I had held her and petted her and kissed her and scratched her ears so gently in the hospital. I read her some books. I sang her some songs. But no, I could not accept that I had said goodbye to her.
The doctors inserted chest tubes and a feeding tube and kept her on oxygen for most of the night last night and all day today. And finally they feel like they have made a breakthrough. One of the lobes of Scout's lungs is filled with fluid due to an unknown reason, but adding the chest tubes and containing the fluid to one lung seems to have quelled her fever, blood pressure, and heart rate.
Now, she needs surgery. The doctor wants to remove one of the lobes of her lungs. The truth is that they don't know for sure if she can make it through the surgery or if removing the lung will stop the infection, but the doctor is confident that this is the only chance to really save Scout's life. Plenty of dogs and humans come through lung lobe-removal surgery and live normal, active, happy lives. There's a decent chance it is the answer for Scout as well.
Unfortunately, the medical bills have become too much and I can't afford to go through with the surgery unless I can raise around $7,500.

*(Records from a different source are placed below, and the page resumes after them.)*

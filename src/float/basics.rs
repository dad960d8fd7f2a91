use super::*;

/// Exponent bias of the IEEE754 single precision format.
pub(crate) const BIAS: i16 = 127;

/// Explicit fraction bits of the IEEE754 single precision format.
pub(crate) const MANTISSA_BITS: u32 = 23;

/// The leading (hidden) bit of a fraction.
pub(crate) const LEAD_BIT: u32 = 1 << MANTISSA_BITS;

/// Mask of the explicit fraction bits.
pub(crate) const MANTISSA_MASK: u32 = LEAD_BIT - 1;

impl Unpacked {
  /// The exponent that marks zero; it is also what the packed zero's exponent field unbiases to.
  pub const ZERO_EXP: i16 = -BIAS;

  /// Positive zero (`0.e0`).
  pub const ZERO: Self = Self::zero(false);

  /// One (`1.`).
  pub const ONE: Self = Self { sign: false, exp: 0, frac: LEAD_BIT };

  /// Zero with the given sign.
  pub const fn zero(sign: bool) -> Self {
    Self { sign, exp: Self::ZERO_EXP, frac: 0 }
  }

  /// Whether `self` is the zero encoding, of either sign.
  pub const fn is_zero(self) -> bool {
    self.exp == Self::ZERO_EXP && self.frac == 0
  }

  /// Whether `self` is a valid input to the conversions: either zero, or a fraction with the
  /// leading bit set and nothing above it.
  pub const fn is_normalised(self) -> bool {
    self.is_zero() || self.frac & !MANTISSA_MASK == LEAD_BIT
  }
}

impl Packed {
  /// Positive zero.
  pub const ZERO: Self = Self(0);

  /// Construct from the raw IEEE754 bit representation.
  #[inline]
  pub const fn from_bits(bits: u32) -> Self {
    Self(bits)
  }

  /// The raw IEEE754 bit representation.
  #[inline]
  pub const fn to_bits(self) -> u32 {
    self.0
  }

  /// Reinterpret the bits of an `f32`.
  #[inline]
  pub const fn from_f32(value: f32) -> Self {
    Self(value.to_bits())
  }

  /// Reinterpret as an `f32`. No arithmetic is involved, so this is available on targets without
  /// an FPU too.
  #[inline]
  pub const fn to_f32(self) -> f32 {
    f32::from_bits(self.0)
  }

  pub(crate) const fn sign(self) -> bool {
    self.0 >> 31 != 0
  }

  pub(crate) const fn biased_exp(self) -> u32 {
    (self.0 >> MANTISSA_BITS) & 0xff
  }

  pub(crate) const fn mantissa(self) -> u32 {
    self.0 & MANTISSA_MASK
  }
}
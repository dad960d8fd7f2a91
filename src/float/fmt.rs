use super::*;

use core::fmt::{Debug, Display};
use crate::decimal::{Buffer, Notation};

impl Debug for Unpacked {
  fn fmt(&self, f: &mut core::fmt::Formatter<'_>) -> core::fmt::Result {
    let frac_lead = self.frac >> MANTISSA_BITS;
    let frac_explicit = self.frac & basics::MANTISSA_MASK;
    f.debug_struct("Unpacked")
      .field("sign", &self.sign)
      .field("exp", &format_args!("{:+}", self.exp))
      .field("frac", &format_args!("0x{frac_lead:x}_{frac_explicit:06x}"))
      .finish()
  }
}

impl Debug for Packed {
  fn fmt(&self, f: &mut core::fmt::Formatter<'_>) -> core::fmt::Result {
    let bits = self.0;
    f.debug_tuple("Packed")
      .field(&format_args!("0x{bits:08x}"))
      .finish()
  }
}

/// Decimal text, in [canonical](Notation::Canonical) notation, or [full](Notation::Full) notation
/// with the alternate flag (`{:#}`). Values the converter does not support are a formatting
/// error.
impl Display for Unpacked {
  fn fmt(&self, f: &mut core::fmt::Formatter<'_>) -> core::fmt::Result {
    let notation = if f.alternate() {Notation::Full} else {Notation::Canonical};
    let mut buffer = Buffer::new();
    match buffer.format_with(*self, notation) {
      Ok(text) => f.write_str(text),
      Err(error) => {
        log::debug!("cannot display {self:?}: {error}");
        Err(core::fmt::Error)
      },
    }
  }
}

/// As for [`Unpacked`].
impl Display for Packed {
  fn fmt(&self, f: &mut core::fmt::Formatter<'_>) -> core::fmt::Result {
    match self.unpack() {
      Ok(unpacked) => Display::fmt(&unpacked, f),
      Err(_) => Err(core::fmt::Error),
    }
  }
}
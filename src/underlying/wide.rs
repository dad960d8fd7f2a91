use super::Wide;

macro_rules! impl_common {
  ($wide:ty, $narrow:ty) => {
    impl Wide for $wide {
      type Narrow = $narrow;

      #[inline]
      fn components_hi_lo(self) -> ($narrow, $narrow) {
        let hi = (self >> <$narrow>::BITS) as $narrow;
        let lo = self as $narrow;
        (hi, lo)
      }
    }
  };
}

impl_common!{u16, u8}
impl_common!{u32, u16}
impl_common!{u64, u32}
impl_common!{u128, u64}
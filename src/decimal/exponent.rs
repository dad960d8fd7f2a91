use super::Writer;
use crate::underlying::{Sealed, extract_digit};
use crate::{Error, Result};

/// Magnitudes from here on are far outside every table, so the parser stops counting.
const SATURATE: u16 = 1000;

/// Parse the text after the `e`: `-?[0-9]+`. Leading zeros are allowed, and magnitudes that
/// don't fit are clamped (to a value the tables reject later) instead of overflowing.
pub(crate) fn parse_exponent(text: &[u8]) -> Result<i16> {
  let (negative, digits) = match text {
    [b'-', rest @ ..] => (true, rest),
    _ => (false, text),
  };
  if digits.is_empty() || !digits.iter().all(u8::is_ascii_digit) {
    return Err(Error::MalformedInput)
  }
  let mut magnitude: u16 = 0;
  for &digit in digits {
    // × 10 = × 2 + × 8
    magnitude = (magnitude << 1).add_wrapping(magnitude << 3);
    magnitude = magnitude.add_wrapping((digit - b'0').into()).min(SATURATE);
  }
  let magnitude = magnitude as i16;
  Ok(if negative {-magnitude} else {magnitude})
}

/// Write `exp` as `-?[0-9]+` with no leading zeros.
pub(crate) fn write_exponent(exp: i16, out: &mut Writer) {
  if exp < 0 {
    out.push(b'-')
  }
  let magnitude = exp.unsigned_abs();
  debug_assert!(magnitude < 100, "decimal exponent {exp} has more than two digits");
  let mut units = magnitude as u8;
  let tens = extract_digit(&mut units, 10);
  if tens != 0 {
    out.push(b'0' + tens)
  }
  out.push(b'0' + units)
}
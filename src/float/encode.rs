use super::*;
use super::basics::{BIAS, LEAD_BIT, MANTISSA_BITS};
use crate::{Error, Result};

impl Unpacked {
  /// Pack into the IEEE754 single precision layout: copy the sign, bias the exponent, and drop
  /// the explicit leading bit. No rounding takes place; `self.frac` already holds exactly the 24
  /// significant bits.
  ///
  /// Fails with [`Error::UnsupportedValue`] if `self` is not [normalised](Self::is_normalised),
  /// or if its exponent has no normal IEEE754 encoding (that would be a subnormal, an infinity,
  /// or a NaN).
  ///
  /// ```
  /// # use fpconv::Unpacked;
  /// let minus_two = Unpacked { sign: true, exp: 1, frac: 0x80_0000 };
  /// assert_eq!(minus_two.pack().unwrap().to_bits(), 0xC000_0000);
  /// ```
  pub fn pack(self) -> Result<Packed> {
    let sign = u32::from(self.sign) << 31;
    if self.is_zero() {
      return Ok(Packed::from_bits(sign))
    }
    if !self.is_normalised() {
      log::debug!("cannot pack unnormalised {self:?}");
      return Err(Error::UnsupportedValue)
    }
    let biased = i32::from(self.exp) + i32::from(BIAS);
    if !(1 ..= 254).contains(&biased) {
      log::debug!("cannot pack {self:?}: exponent has no normal encoding");
      return Err(Error::UnsupportedValue)
    }
    let exp = (biased as u32) << MANTISSA_BITS;
    let frac = self.frac & !LEAD_BIT;
    Ok(Packed::from_bits(sign | exp | frac))
  }
}

impl TryFrom<Unpacked> for Packed {
  type Error = Error;

  fn try_from(value: Unpacked) -> Result<Self> {
    value.pack()
  }
}
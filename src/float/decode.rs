use super::*;
use super::basics::{BIAS, LEAD_BIT};
use crate::{Error, Result};

impl Packed {
  /// Unpack from the IEEE754 single precision layout: copy the sign, unbias the exponent, and
  /// re-insert the leading bit that IEEE754 leaves implicit.
  ///
  /// Zero (of either sign) unpacks to the [zero encoding](Unpacked::zero). Subnormals,
  /// infinities and NaNs fail with [`Error::UnsupportedValue`].
  ///
  /// ```
  /// # use fpconv::{Packed, Unpacked};
  /// let minus_two = Packed::from_f32(-2.0).unpack().unwrap();
  /// assert_eq!(minus_two, Unpacked { sign: true, exp: 1, frac: 0x80_0000 });
  /// ```
  pub fn unpack(self) -> Result<Unpacked> {
    let sign = self.sign();
    match (self.biased_exp(), self.mantissa()) {
      (0, 0) => Ok(Unpacked::zero(sign)),
      (0, _) | (0xff, _) => {
        log::debug!("cannot unpack {self:?}: subnormal, infinite or NaN");
        Err(Error::UnsupportedValue)
      },
      (biased, mantissa) => Ok(Unpacked {
        sign,
        exp: biased as i16 - BIAS,
        frac: mantissa | LEAD_BIT,
      }),
    }
  }
}

impl TryFrom<Packed> for Unpacked {
  type Error = Error;

  fn try_from(value: Packed) -> Result<Self> {
    value.unpack()
  }
}
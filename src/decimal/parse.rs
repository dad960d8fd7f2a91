use super::{ROUND_HALF, RBITS};
use super::exponent::parse_exponent;
use crate::tables::{self, DIGIT_WEIGHTS, EMAX2, EMIN2, FBITS, IBITS, Scale};
use crate::underlying::{Sealed, Wide, accumulate_digit};
use crate::{Error, Packed, Result, Unpacked};

/// Accumulator bits at or above `2.0`: the normalised value must have none of these set.
const ABOVE_TWO: u32 = ((1 << IBITS) - 2) << FBITS;

/// Accumulator integer bits: the normalised value must have one of these set.
const INTEGER_PART: u32 = ((1 << IBITS) - 1) << FBITS;

/// Parse decimal text of the form `-?[1-9].[0-9]*(e-?[0-9]+)?` into an [`Unpacked`]. Zero is
/// written with a zero lead digit and zeros only after it (`0.e0`, `-0.`, `0.000e5`).
///
/// Exactly one digit goes before the point, and the point is mandatory. Digits after the
/// eighth fraction digit carry no weight and are ignored. The result is rounded half up from
/// [`RBITS`](super::RBITS) extra bits.
///
/// ```
/// # use fpconv::{parse, Error, Unpacked};
/// assert_eq!(parse("-1.e0"), Ok(Unpacked { sign: true, exp: 0, frac: 0x80_0000 }));
/// assert_eq!(parse("1.e5").map(|x| x.exp), Ok(16));
/// assert_eq!(parse("1e5"), Err(Error::MalformedInput));
/// assert_eq!(parse("0.5"), Err(Error::MalformedInput));
/// ```
pub fn parse(text: &str) -> Result<Unpacked> {
  parse_scaled(text).map(|(value, _)| value)
}

/// As [`parse`], but also return the exponent rescale that was applied. There is none (`None`)
/// when the text has no exponent suffix, or when the value is zero.
pub fn parse_scaled(text: &str) -> Result<(Unpacked, Option<Scale>)> {
  let (sign, rest) = match text.as_bytes() {
    [b'-', rest @ ..] => (true, rest),
    bytes => (false, bytes),
  };
  let (mantissa, exponent) = match rest.iter().position(|&b| b == b'e') {
    Some(e) => (&rest[.. e], Some(&rest[e + 1 ..])),
    None => (rest, None),
  };
  let [lead, b'.', fraction @ ..] = mantissa else {
    return Err(Error::MalformedInput)
  };
  if !lead.is_ascii_digit() || !fraction.iter().all(u8::is_ascii_digit) {
    return Err(Error::MalformedInput)
  }
  // A zero lead digit only spells zero
  if *lead == b'0' && fraction.iter().any(|&digit| digit != b'0') {
    return Err(Error::MalformedInput)
  }
  let scale = match exponent {
    Some(exponent) => Some(tables::decimal_to_binary(parse_exponent(exponent)?)?),
    None => None,
  };

  // Q4.28 mantissa; position 0 of the weights (tens) is never used by the parser
  let mut acc = 0u32;
  let digits = core::iter::once(lead).chain(fraction);
  for (&weight, &digit) in DIGIT_WEIGHTS[1 ..].iter().zip(digits) {
    accumulate_digit(&mut acc, weight, digit - b'0');
  }
  if acc == 0 {
    log::trace!("parsed {text:?} as zero");
    return Ok((Unpacked::zero(sign), None))
  }

  // Rescale `acc · 10^e10` to `acc · 2^exp`, then round
  let mut exp = 0;
  if let Some(scale) = scale {
    acc = acc.mul_widening(scale.mantissa).shr_narrow(FBITS);
    exp = scale.to;
  }
  acc = acc.add_wrapping(ROUND_HALF);

  // Normalise to [1.0, 2.0)
  while acc & ABOVE_TWO != 0 {
    acc >>= 1;
    exp += 1;
  }
  while acc & INTEGER_PART == 0 {
    acc <<= 1;
    exp -= 1;
  }
  if !(EMIN2 ..= EMAX2).contains(&exp) {
    return Err(Error::ExponentOutOfRange { exponent: exp, min: EMIN2, max: EMAX2 })
  }

  let value = Unpacked { sign, exp, frac: acc >> RBITS };
  log::trace!("parsed {text:?} as {value:?} (rescale {scale:?})");
  Ok((value, scale))
}

impl core::str::FromStr for Unpacked {
  type Err = Error;

  fn from_str(s: &str) -> Result<Self> {
    parse(s)
  }
}

impl core::str::FromStr for Packed {
  type Err = Error;

  fn from_str(s: &str) -> Result<Self> {
    parse(s)?.pack()
  }
}

#[cfg(test)]
mod tests {
  use super::*;
  use crate::float::rational::ulps;
  use malachite::rational::Rational;
  use malachite::base::num::arithmetic::traits::Pow;
  use proptest::prelude::*;

  fn unpacked(sign: bool, exp: i16, frac: u32) -> Result<Unpacked> {
    Ok(Unpacked { sign, exp, frac })
  }

  #[test]
  fn no_exponent() {
    assert_eq!(parse("1."), unpacked(false, 0, 0x80_0000));
    assert_eq!(parse("1.1"), unpacked(false, 0, 0x8C_CCCD));
    assert_eq!(parse("1.01"), unpacked(false, 0, 0x81_47AE));
    assert_eq!(parse("1.001"), unpacked(false, 0, 0x80_20C5));
    assert_eq!(parse("1.0001"), unpacked(false, 0, 0x80_0347));
    assert_eq!(parse("1.00001"), unpacked(false, 0, 0x80_0054));
    assert_eq!(parse("1.000001"), unpacked(false, 0, 0x80_0008));
    assert_eq!(parse("1.5"), unpacked(false, 0, 0xC0_0000));
    assert_eq!(parse("5."), unpacked(false, 2, 0xA0_0000));
    assert_eq!(parse("5.5"), unpacked(false, 2, 0xB0_0000));
    assert_eq!(parse("5.05"), unpacked(false, 2, 0xA1_9999));
    assert_eq!(parse("5.005"), unpacked(false, 2, 0xA0_28F5));
    assert_eq!(parse("5.0005"), unpacked(false, 2, 0xA0_0418));
    assert_eq!(parse("5.00005"), unpacked(false, 2, 0xA0_0068));
    assert_eq!(parse("5.000005"), unpacked(false, 2, 0xA0_000A));
    assert_eq!(parse("9."), unpacked(false, 3, 0x90_0000));
    assert_eq!(parse("9.9"), unpacked(false, 3, 0x9E_6666));
    assert_eq!(parse("9.09"), unpacked(false, 3, 0x91_70A3));
    assert_eq!(parse("9.009"), unpacked(false, 3, 0x90_24DD));
    assert_eq!(parse("9.0009"), unpacked(false, 3, 0x90_03AF));
    assert_eq!(parse("9.00009"), unpacked(false, 3, 0x90_005E));
    assert_eq!(parse("9.000009"), unpacked(false, 3, 0x90_0009));
    assert_eq!(parse("9.999999"), unpacked(false, 3, 0x9F_FFFF));
    assert_eq!(parse("3.1415927"), unpacked(false, 1, 0xC9_0FDB));
  }

  #[test]
  fn negative() {
    assert_eq!(parse("-1.000001"), unpacked(true, 0, 0x80_0008));
    assert_eq!(parse("-5.000005"), unpacked(true, 2, 0xA0_000A));
    assert_eq!(parse("-9.000009"), unpacked(true, 3, 0x90_0009));
    assert_eq!(parse("-9.999999"), unpacked(true, 3, 0x9F_FFFF));
  }

  #[test]
  fn powers_of_ten() {
    assert_eq!(parse("1.e-31"), unpacked(false, -103, 0x81_CEB3));
    assert_eq!(parse("1.e-5"), unpacked(false, -17, 0xA7_C5AC));
    assert_eq!(parse("1.e-4"), unpacked(false, -14, 0xD1_B718));
    assert_eq!(parse("1.e-3"), unpacked(false, -10, 0x83_126F));
    assert_eq!(parse("1.e-2"), unpacked(false, -7, 0xA3_D70A));
    assert_eq!(parse("1.e-1"), unpacked(false, -4, 0xCC_CCCD));
    assert_eq!(parse("1.e0"), unpacked(false, 0, 0x80_0000));
    assert_eq!(parse("1.e1"), unpacked(false, 3, 0xA0_0000));
    assert_eq!(parse("1.e2"), unpacked(false, 6, 0xC8_0001));
    assert_eq!(parse("1.e3"), unpacked(false, 9, 0xFA_0001));
    assert_eq!(parse("1.e4"), unpacked(false, 13, 0x9C_4000));
    assert_eq!(parse("1.e5"), unpacked(false, 16, 0xC3_5001));
    assert_eq!(parse("1.e32"), unpacked(false, 106, 0x9D_C5AE));
  }

  #[test]
  fn with_exponent() {
    assert_eq!(parse("8.e0"), unpacked(false, 3, 0x80_0000));
    assert_eq!(parse("5.e-3"), unpacked(false, -8, 0xA3_D70A));
    assert_eq!(parse("5.5e-2"), unpacked(false, -5, 0xE1_47AE));
    assert_eq!(parse("5.05e-1"), unpacked(false, -1, 0x81_47AE));
    assert_eq!(parse("5.005e0"), unpacked(false, 2, 0xA0_28F5));
    assert_eq!(parse("5.0005e1"), unpacked(false, 5, 0xC8_051E));
    assert_eq!(parse("5.00005e2"), unpacked(false, 8, 0xFA_00A4));
    assert_eq!(parse("5.000005e3"), unpacked(false, 12, 0x9C_400A));
    assert_eq!(parse("9.e32"), unpacked(false, 109, 0xB1_7E63));
    assert_eq!(parse("9.9999999e32"), unpacked(false, 109, 0xC5_3719));
    assert_eq!(parse("2.7182818e0"), unpacked(false, 1, 0xAD_F854));
  }

  #[test]
  fn packed() {
    for (text, bits) in [
      ("1.", 0x3F80_0000),
      ("1.1", 0x3F8C_CCCD),
      ("-1.000001", 0xBF80_0008),
      ("-5.000005", 0xC0A0_000A),
      ("-9.999999", 0xC11F_FFFF),
      ("1.e-31", 0x0C01_CEB3),
      ("1.e-1", 0x3DCC_CCCD),
      ("1.e32", 0x749D_C5AE),
      ("5.e-3", 0x3BA3_D70A),
      ("9.9999999e32", 0x7645_3719),
      ("3.1415927", 0x4049_0FDB),
      ("0.e0", 0x0000_0000),
      ("-0.e0", 0x8000_0000),
    ] {
      assert_eq!(text.parse::<Packed>(), Ok(Packed::from_bits(bits)), "{text}");
    }
  }

  #[test]
  fn zero() {
    assert_eq!(parse_scaled("0.e0"), Ok((Unpacked::ZERO, None)));
    assert_eq!(parse_scaled("-0.e0"), Ok((Unpacked::zero(true), None)));
    assert_eq!(parse_scaled("0."), Ok((Unpacked::ZERO, None)));
    assert_eq!(parse_scaled("0.0000000e-31"), Ok((Unpacked::ZERO, None)));
    assert_eq!(parse_scaled("-0.000000000000"), Ok((Unpacked::zero(true), None)));
    // The exponent is still checked
    assert_eq!(
      parse("0.e40"),
      Err(Error::ExponentOutOfRange { exponent: 40, min: -31, max: 32 }),
    );
  }

  #[test]
  fn scale() {
    assert_eq!(parse_scaled("1.5"), Ok((Unpacked { sign: false, exp: 0, frac: 0xC0_0000 }, None)));
    let (_, scale) = parse_scaled("1.e0").unwrap();
    assert_eq!(scale, Some(Scale { index: 31, mantissa: 0x1000_0000, from: 0, to: 0 }));
    let (_, scale) = parse_scaled("-2.5e-3").unwrap();
    assert_eq!(scale.map(|s| (s.index, s.from, s.to)), Some((28, -3, -10)));
  }

  #[test]
  fn extra_digits() {
    assert_eq!(parse("1.00000001"), parse("1.0000000"));
    assert_eq!(parse("1.000000099999"), parse("1.0000000"));
    assert_eq!(parse("3.14159265358979"), parse("3.1415926"));
  }

  #[test]
  fn bounds() {
    assert!(parse("1.e-31").is_ok());
    assert!(parse("9.e32").is_ok());
    assert_eq!(
      parse("1.e-32"),
      Err(Error::ExponentOutOfRange { exponent: -32, min: -31, max: 32 }),
    );
    assert_eq!(
      parse("1.e33"),
      Err(Error::ExponentOutOfRange { exponent: 33, min: -31, max: 32 }),
    );
    assert_eq!(
      parse("1.e99999"),
      Err(Error::ExponentOutOfRange { exponent: 1000, min: -31, max: 32 }),
    );
  }

  #[test]
  fn leading_zero() {
    // Only zero may start with a zero digit
    for text in [
      "0.1", "0.5", "-0.5", "0.8e1", "0.0001e-31", "0.00000001", "0.000000001", "-0.00000001e3",
    ] {
      assert_eq!(parse(text), Err(Error::MalformedInput), "{text:?}");
    }
  }

  #[test]
  fn format_after_parse() {
    let mut buffer = crate::Buffer::new();
    for (text, formatted) in [
      ("1.", "1."),
      ("1.1", "1.1"),
      ("1.5", "1.5"),
      ("5.e-3", "5.e-3"),
      ("2.7182818", "2.7182818"),
      ("3.1415927", "3.1415927"),
      ("1.e-31", "1.e-31"),
      ("1.e32", "1.e32"),
      ("5.05", "5.0499997"),
      ("9.999999", "9.9999991"),
      ("-5.000005", "-5.0000048"),
      ("5.5e-2", "5.4999999e-2"),
      ("1.e5", "1.0000001e5"),
      ("9.9999999e32", "1.e33"),
      ("0.e0", "0.e0"),
      ("-0.e0", "0.e0"),
    ] {
      let value = parse(text).expect(text);
      assert_eq!(buffer.format(value), Ok(formatted), "{text}");
      // A second pass changes nothing, unless the text left the parser's range
      if formatted == "1.e33" {
        assert_eq!(
          parse(formatted),
          Err(Error::ExponentOutOfRange { exponent: 33, min: -31, max: 32 }),
        );
      } else {
        let again = parse(formatted).expect(formatted);
        assert_eq!(buffer.format(again), Ok(formatted), "{text}");
      }
    }
  }

  #[test]
  fn malformed() {
    for text in [
      "", "-", "1", ".5", "-.5", "1.5.", "12.5", "1.e", "1.e-", "1.5x", "+1.", "1.E5", "1.e+5",
      " 1.", "1. ", "--1.", "1e5", "1.5e2e3", "a.5", "1.-5", "e5", "1.e5.",
    ] {
      assert_eq!(parse(text), Err(Error::MalformedInput), "{text:?}");
    }
  }

  /// Decimal text, and its exact value.
  fn decimal() -> impl Strategy<Value = (String, Rational)> {
    (
      any::<bool>(),
      1 ..= 9u8,
      0 ..= 9_999_999u32,
      proptest::option::of(-31 ..= 32i16),
    ).prop_map(|(sign, lead, fraction, exp)| {
      let mut text = String::new();
      if sign {
        text.push('-')
      }
      text += &format!("{lead}.{fraction:07}");
      let mut exact = Rational::from(u32::from(lead) * 10_000_000 + fraction)
        / Rational::from(10_000_000);
      if let Some(exp) = exp {
        text += &format!("e{exp}");
        exact *= Rational::from(10).pow(i64::from(exp));
      }
      (text, if sign {-exact} else {exact})
    })
  }

  proptest!{
    #![proptest_config(ProptestConfig::with_cases(crate::PROPTEST_CASES))]
    #[test]
    fn accuracy((text, exact) in decimal()) {
      let value = parse(&text).expect("within range");
      assert!(value.is_normalised());
      assert!(ulps(value, &exact) <= Rational::from(2), "{text} parsed as {value:?}");
    }

    #[test]
    fn monotonic((a, exact_a) in decimal(), (b, exact_b) in decimal()) {
      // Orders unpacked values by magnitude, then flips negatives (no zeros are generated)
      let key = |v: Unpacked| if v.sign {(0, -v.exp, -i64::from(v.frac))} else {(1, v.exp, i64::from(v.frac))};
      let (x, y) = (parse(&a).unwrap(), parse(&b).unwrap());
      if exact_a <= exact_b {
        assert!(key(x) <= key(y), "{a} <= {b} but {x:?} > {y:?}")
      }
    }
  }
}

Any tiny bit you can donate will go a long way toward helping me try to help one of the most important girls in my whole world. Every dollar donated will go toward Scout's hospital bills. If there's any left over, I will donate it to PetSmart Charities. Every person who donates, no matter how small the amount, will receive a a handwritten letter of thanks from me, a follow and shout-out on Twitter, and a whole heart full of undying love.
There's a chance the surgery won't help. But there's also a chance that it will. I can't let her go until I know.
Any help at all will make you mine and Scout's hero.